Not everyone has a barn or the space to keep hay dry, and yes there are bales that go into plastic after drying.

Not everything is so black and white, but keep thinking about what you feed at what time.

Super grass

We like to fertilize a few times a year, The (artificial) manure goes into the grass, NPK, nitrogen -phosphorus-potassium stands for growth, this is what the horse eats. So is your horse going to grow? No. Is the foal going to grow from that? Yes in the wrong way. Too much potassium and phosphorus causes wrong bone growth, often you then see a “grass foot.” The bone has grown faster than the tendon and pulls on the hoof bone . So we have Raai grass, nice and high in protein and sugar, full of NPK , that’s asking for trouble. Nice for cows not suitable for horses.

When this grass is harvested and goes directly into the plastic there comes another process, not spoilage but a fermentation process, so even more sugars and proteins are made! Not to mention mycotoxyne, the residual products of fungi!

With us, it’s not, jar supplement in and you have a grand prix winner.

However, a horse can show its quality, and maybe that will be a grand prix winner, or derby winner, or like Albert Voorn’s depreciated Lando, silver at the Olympics!

Yes it is not the horses of old that plow the field or walk in front of the cart, but the anatomy inside has not changed, made for roughage!!! In less than 60 years the horse has not evolved to handle 6 to 10kg of concentrate feed every day. Today’s commercialism would have you believe that.

And yes, most of the problems we face today are very solvable!!!

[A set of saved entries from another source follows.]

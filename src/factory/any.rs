//! Non type safe boxing interface for factories.

use crate::action::AnyAction;
use crate::context::AnyContext;
use crate::error::RoutingError;
use crate::unit::BoxedUnit;
use std::fmt;

/// Type-erased factory as stored and ordered by the router.
pub trait AnyFactory: fmt::Debug {
    /// Embedding action of the wrapped factory
    fn action(&self) -> &dyn AnyAction;

    /// Downcast `context` and forward it to the wrapped factory's `prepare`.
    ///
    /// Not idempotent: calling twice prepares the wrapped factory twice.
    fn prepare(&mut self, context: &AnyContext) -> Result<(), RoutingError>;

    /// Downcast `context` and build the wrapped factory's unit
    fn build(&mut self, context: &AnyContext) -> Result<BoxedUnit, RoutingError>;

    /// Claim the candidates this factory integrates as children and return the rest.
    ///
    /// Non-container factories claim nothing, and the composer only calls this on
    /// factories whose [`AnyFactory::is_container`] is true.
    fn scrape_children(
        &mut self,
        candidates: Vec<Box<dyn AnyFactory>>,
    ) -> Result<Vec<Box<dyn AnyFactory>>, RoutingError> {
        Ok(candidates)
    }

    /// Number of children claimed by [`AnyFactory::scrape_children`]
    fn child_count(&self) -> usize {
        0
    }

    fn is_container(&self) -> bool {
        false
    }

    /// Description of the wrapped factory
    fn description(&self) -> String {
        format!("{:?}", self)
    }
}
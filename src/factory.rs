//! Factories
//!
//! Factories are the strongly typed builders users write. Each declares the exact
//! context type it accepts and the unit type it produces. The router never sees
//! these types directly: factories are wrapped into boxes implementing
//! [`AnyFactory`], which re-establish the static context type on every call.

use crate::error::RoutingError;
use crate::unit::Unit;
use std::any::Any;
use std::fmt;

pub mod any;
pub mod boxed;
pub mod container;

pub use any::AnyFactory;
pub use boxed::FactoryBox;
pub use container::{ChildCoordinator, ContainerFactoryBox};

/// A builder producing one standalone or embeddable unit from one context value.
///
/// The `Debug` representation is used as the factory's description in errors and logs.
pub trait Factory: fmt::Debug + 'static {
    /// Context type this factory accepts
    type Context: Any;
    /// Unit type this factory produces
    type Unit: Unit;

    /// Resolve anything the factory needs from the context before any unit is built.
    ///
    /// May be called more than once; implementations must tolerate that.
    fn prepare(&mut self, _context: &Self::Context) -> Result<(), RoutingError> {
        Ok(())
    }

    fn build(&self, context: &Self::Context) -> Result<Self::Unit, RoutingError>;
}

/// A factory whose unit hosts other units.
///
/// The coordinator handed to [`Container::build`] holds the children claimed while
/// scraping. A container builds its own unit, then calls
/// [`ChildCoordinator::build_children`] and attaches the result. Children the
/// container leaves unbuilt are still built by its box, and the build fails.
pub trait Container: fmt::Debug + 'static {
    type Context: Any;
    type Unit: Unit;

    fn prepare(&mut self, _context: &Self::Context) -> Result<(), RoutingError> {
        Ok(())
    }

    fn build(
        &self,
        context: &Self::Context,
        coordinator: ChildCoordinator<'_>,
    ) -> Result<Self::Unit, RoutingError>;
}
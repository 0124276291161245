//! Configuration sources: user file, explicit file, environment.

use config::builder::DefaultState;
use config::{ConfigBuilder, Environment, File};
use std::path::{Path, PathBuf};
use tracing::debug;

/// Path to the user config file: `<config dir>/trellis/config.toml`.
pub fn user_config_path() -> Option<PathBuf> {
    directories::ProjectDirs::from("", "", "trellis")
        .map(|dirs| dirs.config_dir().join("config.toml"))
}

/// Add the user config file if it exists.
pub fn add_user_file(builder: ConfigBuilder<DefaultState>) -> ConfigBuilder<DefaultState> {
    match user_config_path() {
        Some(path) if path.exists() => builder.add_source(File::from(path).required(false)),
        Some(path) => {
            debug!(config_path = %path.display(), "No user configuration file");
            builder
        }
        None => builder,
    }
}

/// Add an explicit config file, which must exist.
pub fn add_file(builder: ConfigBuilder<DefaultState>, path: &Path) -> ConfigBuilder<DefaultState> {
    builder.add_source(File::from(path.to_path_buf()).required(true))
}

/// Add `TRELLIS_` environment overrides, e.g. `TRELLIS_COMPOSITION__MAX_TOP_LEVEL=3`.
pub fn add_environment(builder: ConfigBuilder<DefaultState>) -> ConfigBuilder<DefaultState> {
    builder.add_source(
        Environment::with_prefix("TRELLIS")
            .prefix_separator("_")
            .separator("__")
            .try_parsing(true),
    )
}
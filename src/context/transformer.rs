//! Context transformers: derive the context a factory actually receives.
//!
//! Transformers must be deterministic. A postponed factory applies its transformer
//! once during `prepare` and again during `build` instead of keeping the derived
//! value around, so both phases must observe the same context.

use super::AnyContext;
use crate::error::RoutingError;
use std::any::{type_name, Any};
use std::fmt;

/// Type-erased transformer contract
pub trait AnyContextTransformer: fmt::Debug {
    /// Map an incoming context into the context handed to the wrapped factory
    fn transform(&self, context: &AnyContext) -> Result<AnyContext, RoutingError>;
}

/// Passes the context through untouched.
#[derive(Debug, Clone, Copy, Default, PartialEq, Eq)]
pub struct IdentityTransformer;

impl AnyContextTransformer for IdentityTransformer {
    fn transform(&self, context: &AnyContext) -> Result<AnyContext, RoutingError> {
        Ok(context.clone())
    }
}

/// Strongly typed transformer
pub trait ContextTransformer: fmt::Debug + 'static {
    type Source: Any;
    type Target: Any + Send + Sync + fmt::Debug;

    fn transform(&self, source: &Self::Source) -> Result<Self::Target, RoutingError>;
}

/// Erases a [`ContextTransformer`], downcasting the incoming context to its source type.
pub struct ContextTransformerBox<T: ContextTransformer> {
    transformer: T,
}

impl<T: ContextTransformer> ContextTransformerBox<T> {
    pub fn new(transformer: T) -> Self {
        Self { transformer }
    }

    pub fn boxed(transformer: T) -> Box<dyn AnyContextTransformer> {
        Box::new(Self::new(transformer))
    }
}

impl<T: ContextTransformer> fmt::Debug for ContextTransformerBox<T> {
    fn fmt(&self, f: &mut fmt::Formatter<'_>) -> fmt::Result {
        self.transformer.fmt(f)
    }
}

impl<T: ContextTransformer> AnyContextTransformer for ContextTransformerBox<T> {
    fn transform(&self, context: &AnyContext) -> Result<AnyContext, RoutingError> {
        let description = format!("{:?}", self.transformer);
        let source = context.value::<T::Source>(&description)?;
        let target = self.transformer.transform(source)?;
        tracing::trace!(
            transformer = %description,
            from = context.type_name(),
            to = type_name::<T::Target>(),
            "Transformed context"
        );
        Ok(AnyContext::new(target))
    }
}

Jan and Erick Jonas, father and son

Often we get the question, what exactly do you do….. and then try to give a short answer

What is written above is the short answer!!!

Among other things we do.

– determine via pressure tests whether there are acidification and/or digestion problems

– nutritional recommendations

– View and discuss blood analysis

– alternative way of thinking, you often do not have to put “the syringe” in right away.

– Everything can be confirmed through blood analysis.